## Items from a data source
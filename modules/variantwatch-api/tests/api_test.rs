//! REST endpoint tests against in-memory collaborators (no server, no database).

use std::sync::Arc;

use async_trait::async_trait;
use axum::{
    body::Body,
    http::{Request, StatusCode},
};
use chrono::Utc;
use serde_json::{json, Value};
use tower::ServiceExt;

use variantwatch_api::{build_router, AppState};
use variantwatch_common::{RawComment, VariantPerformance};
use variantwatch_monitor::{
    CommentSource, EarlyKillMonitor, IngestionPipeline, KillCleanup, MemoryTaskQueue,
    MetricsSource, MonitorScheduler, NoopRotation, PollIntervals, PostDeleter, RateLimiter,
    SourceError, SystemClock,
};
use variantwatch_store::MemoryStore;

// ---------------------------------------------------------------------------
// Fixture
// ---------------------------------------------------------------------------

struct FakePlatform {
    comments_down: bool,
}

#[async_trait]
impl MetricsSource for FakePlatform {
    async fn get_post_performance(&self, _post_id: &str) -> Result<VariantPerformance, SourceError> {
        Ok(VariantPerformance {
            views: 100,
            total_interactions: 5,
            engagement_rate: 0.05,
            last_updated: Utc::now(),
        })
    }
}

#[async_trait]
impl CommentSource for FakePlatform {
    async fn get_comments(&self, post_id: &str) -> Result<Vec<RawComment>, SourceError> {
        if self.comments_down {
            return Err(SourceError::Failed("503 upstream unavailable".to_string()));
        }
        Ok(["c1", "c2", "c1"]
            .iter()
            .map(|id| RawComment {
                id: Some(id.to_string()),
                post_id: Some(post_id.to_string()),
                text: Some("nice".to_string()),
                author: None,
                timestamp: None,
            })
            .collect())
    }
}

#[async_trait]
impl PostDeleter for FakePlatform {
    async fn delete_post(&self, _post_id: &str) -> Result<bool, SourceError> {
        Ok(true)
    }
}

fn test_app(comments_down: bool) -> axum::Router {
    let platform = Arc::new(FakePlatform { comments_down });
    let store = Arc::new(MemoryStore::new());
    let limiter = RateLimiter::new(100.0, 100.0);

    let cleanup = KillCleanup::new(Arc::new(NoopRotation), platform.clone(), limiter.clone());
    let monitor = Arc::new(EarlyKillMonitor::new(
        store.clone(),
        cleanup,
        Arc::new(SystemClock),
    ));
    let scheduler = Arc::new(MonitorScheduler::new(
        monitor,
        platform.clone(),
        limiter.clone(),
        PollIntervals::default(),
    ));
    let ingestion = IngestionPipeline::new(
        platform,
        store,
        Arc::new(MemoryTaskQueue::new()),
        limiter,
    );

    build_router(Arc::new(AppState {
        scheduler,
        ingestion,
    }))
}

async fn send(app: &axum::Router, method: &str, uri: &str, body: Option<Value>) -> (StatusCode, Value) {
    let mut req = Request::builder().method(method).uri(uri);
    let body = match body {
        Some(b) => {
            req = req.header("content-type", "application/json");
            Body::from(serde_json::to_string(&b).unwrap())
        }
        None => Body::empty(),
    };

    let response = app.clone().oneshot(req.body(body).unwrap()).await.unwrap();
    let status = response.status();
    let bytes = axum::body::to_bytes(response.into_body(), usize::MAX)
        .await
        .unwrap();
    let json: Value = serde_json::from_slice(&bytes).unwrap_or(json!({}));
    (status, json)
}

fn start_body(variant_id: &str) -> Value {
    json!({
        "variant_id": variant_id,
        "persona_id": "persona-1",
        "post_id": "post-1",
        "expected_engagement_rate": 0.06,
    })
}

// ---------------------------------------------------------------------------
// Monitoring
// ---------------------------------------------------------------------------

#[tokio::test]
async fn health_check() {
    let app = test_app(false);
    let response = app
        .oneshot(Request::builder().uri("/").body(Body::empty()).unwrap())
        .await
        .unwrap();
    assert_eq!(response.status(), StatusCode::OK);
}

#[tokio::test]
async fn start_is_accepted_then_conflicts() {
    let app = test_app(false);

    let (status, json) = send(&app, "POST", "/api/monitoring", Some(start_body("v1"))).await;
    assert_eq!(status, StatusCode::ACCEPTED);
    assert_eq!(json["variant_id"], "v1");
    assert_eq!(json["is_active"], true);

    let (status, json) = send(&app, "POST", "/api/monitoring", Some(start_body("v1"))).await;
    assert_eq!(status, StatusCode::CONFLICT);
    assert_eq!(json["error"], "already_monitoring");
}

#[tokio::test]
async fn start_rejects_out_of_range_rate() {
    let app = test_app(false);
    let mut body = start_body("v1");
    body["expected_engagement_rate"] = json!(2.0);

    let (status, json) = send(&app, "POST", "/api/monitoring", Some(body)).await;
    assert_eq!(status, StatusCode::BAD_REQUEST);
    assert_eq!(json["error"], "invalid_request");
}

#[tokio::test]
async fn start_with_unreadable_body_gets_json_error() {
    let app = test_app(false);

    let (status, json) = send(&app, "POST", "/api/monitoring", Some(json!({"variant_id": "v1"}))).await;
    assert_eq!(status, StatusCode::BAD_REQUEST);
    assert_eq!(json["error"], "invalid_request");
    assert!(json["message"].as_str().unwrap().contains("persona_id"));

    let (status, json) = send(&app, "POST", "/api/monitoring", None).await;
    assert_eq!(status, StatusCode::BAD_REQUEST);
    assert_eq!(json["error"], "invalid_request");
}

#[tokio::test]
async fn status_and_list() {
    let app = test_app(false);
    send(&app, "POST", "/api/monitoring", Some(start_body("v1"))).await;
    send(&app, "POST", "/api/monitoring", Some(start_body("v2"))).await;

    let (status, json) = send(&app, "GET", "/api/monitoring/v1", None).await;
    assert_eq!(status, StatusCode::OK);
    assert_eq!(json["status"], "active");

    let (status, json) = send(&app, "GET", "/api/monitoring", None).await;
    assert_eq!(status, StatusCode::OK);
    assert_eq!(json["sessions"].as_array().unwrap().len(), 2);

    let (status, json) = send(&app, "GET", "/api/monitoring/missing", None).await;
    assert_eq!(status, StatusCode::NOT_FOUND);
    assert_eq!(json["error"], "not_found");
}

#[tokio::test]
async fn stop_ends_session_once() {
    let app = test_app(false);
    send(&app, "POST", "/api/monitoring", Some(start_body("v1"))).await;

    let (status, json) = send(&app, "POST", "/api/monitoring/v1/stop", None).await;
    assert_eq!(status, StatusCode::OK);
    assert_eq!(json["status"], "manually_stopped");
    assert_eq!(json["is_active"], false);

    let (status, _) = send(&app, "POST", "/api/monitoring/v1/stop", None).await;
    assert_eq!(status, StatusCode::NOT_FOUND);

    let (_, json) = send(&app, "GET", "/api/monitoring", None).await;
    assert!(json["sessions"].as_array().unwrap().is_empty());
}

// ---------------------------------------------------------------------------
// Ingestion
// ---------------------------------------------------------------------------

#[tokio::test]
async fn ingest_reports_counts() {
    let app = test_app(false);

    let (status, json) = send(&app, "POST", "/api/posts/post-1/comments/ingest", None).await;
    assert_eq!(status, StatusCode::OK);
    assert_eq!(
        json,
        json!({"status": "success", "processed_count": 3, "queued_count": 2, "stored_count": 2})
    );

    let (_, json) = send(&app, "POST", "/api/posts/post-1/comments/ingest", None).await;
    assert_eq!(json["stored_count"], 0);
}

#[tokio::test]
async fn ingest_failure_is_still_200() {
    let app = test_app(true);

    let (status, json) = send(&app, "POST", "/api/posts/post-1/comments/ingest", None).await;
    assert_eq!(status, StatusCode::OK);
    assert_eq!(json["status"], "error");
    assert!(json["error"].as_str().unwrap().contains("503"));
}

## Requirement
What lines above hold the word "clone"? Pull each one out.

## Your response
    let cleanup = KillCleanup::new(Arc::new(NoopRotation), platform.clone(), limiter.clone());
        store.clone(),
        platform.clone(),
        limiter.clone(),
    let response = app.clone().oneshot(req.body(body).unwrap()).await.unwrap();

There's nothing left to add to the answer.